2 minute read

Architettura a tappeto

Per chi ha già visto in apertura l’edizione 2023 della immarcescibile kermesse veneziana della Biennale di Architettura, ma anche per chi se la godrà nell’afa agostana o in versione decadente all’arrivo delle brume autunnali, non può mancare una riflessione che, al di là dei soliti lamenti – ma quelle prima erano meglio! – sappia fare tesoro della congerie di stimoli e sollecitazioni che ne derivano, nel bene e nel male.

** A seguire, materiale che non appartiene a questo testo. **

//! Minimal owned-fd wrapper, grounded on the model runtime's `stdio.rs`.

use std::os::unix::io::{AsRawFd, RawFd};

use nix::unistd::{close, dup2};

use crate::error::Result;

#[derive(Debug)]
pub struct FileDescriptor(RawFd);

const STDIN: i32 = 0;
const STDOUT: i32 = 1;
const STDERR: i32 = 2;

impl Drop for FileDescriptor {
    fn drop(&mut self) {
        let _ = close(self.0);
    }
}

impl AsRawFd for FileDescriptor {
    fn as_raw_fd(&self) -> RawFd {
        self.0
    }
}

impl From<RawFd> for FileDescriptor {
    fn from(fd: RawFd) -> Self {
        FileDescriptor(fd)
    }
}

/// Redirects stdin/stdout/stderr onto `fd`, used after a second fork to hand
/// the container's console slave to the guest shell as its controlling tty.
pub fn connect_stdio(fd: &FileDescriptor) -> Result<()> {
    dup2(fd.as_raw_fd(), STDIN)?;
    dup2(fd.as_raw_fd(), STDOUT)?;
    dup2(fd.as_raw_fd(), STDERR)?;
    Ok(())
}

Del resto, ognuno riconosce il poco che è suo, sorvolando sul molto che non ha avuto o non avrà, o che non comprende: è la versione benevola di ciò che viene definito cherry picking Con questa consapevolezza, il rituale della riscoperta dei magici spazi dell’Arsenale o della quiete infranta dei Giardini – c’è chi ama partire da da una parte e chi dall’altra, per consolidato rituale – si compie a questo giro in un’atmosfera quasi soft: sarà la voluta laconicità di molti allestimenti improntati a un risparmio di risorse esibito come manifesto – sacrosanto, ma tendente a scivolare nel pauperismo –, o saranno le grandi quantità di superfici tessili, di tessuti e tappeti e feltri, di fili e trame e fibre intrecciate, tutto molto colorato ed etnico e decorativo, che vogliono parlare in senso molto generico di quella negritudine posta alla base dell’intero progetto curatoriale.

Advertisement

Di Biennali con architetti tutti “neri” se ne erano già viste tante: ma era il total look da architetto-vestitoda-architetto, per l’appunto, a dare questa dominate un po’ funerea. Stavolta invece il mood cromatico, al di là del colore della pelle che effettivamente tende all’abbronzato (come infaustamente potrebbe dire qualcuno) è decisamente acceso e vivace. Lo sono anche molte delle installazioni, accanto ad altre decisamente più terra terra, in senso letterale: ovvero fatte di accumuli di materia, di cataste di elementi di recupero, di trovarobato tra il pop e il folk, tutto comunque grazioso e interessante. Ma installazioni, appunto.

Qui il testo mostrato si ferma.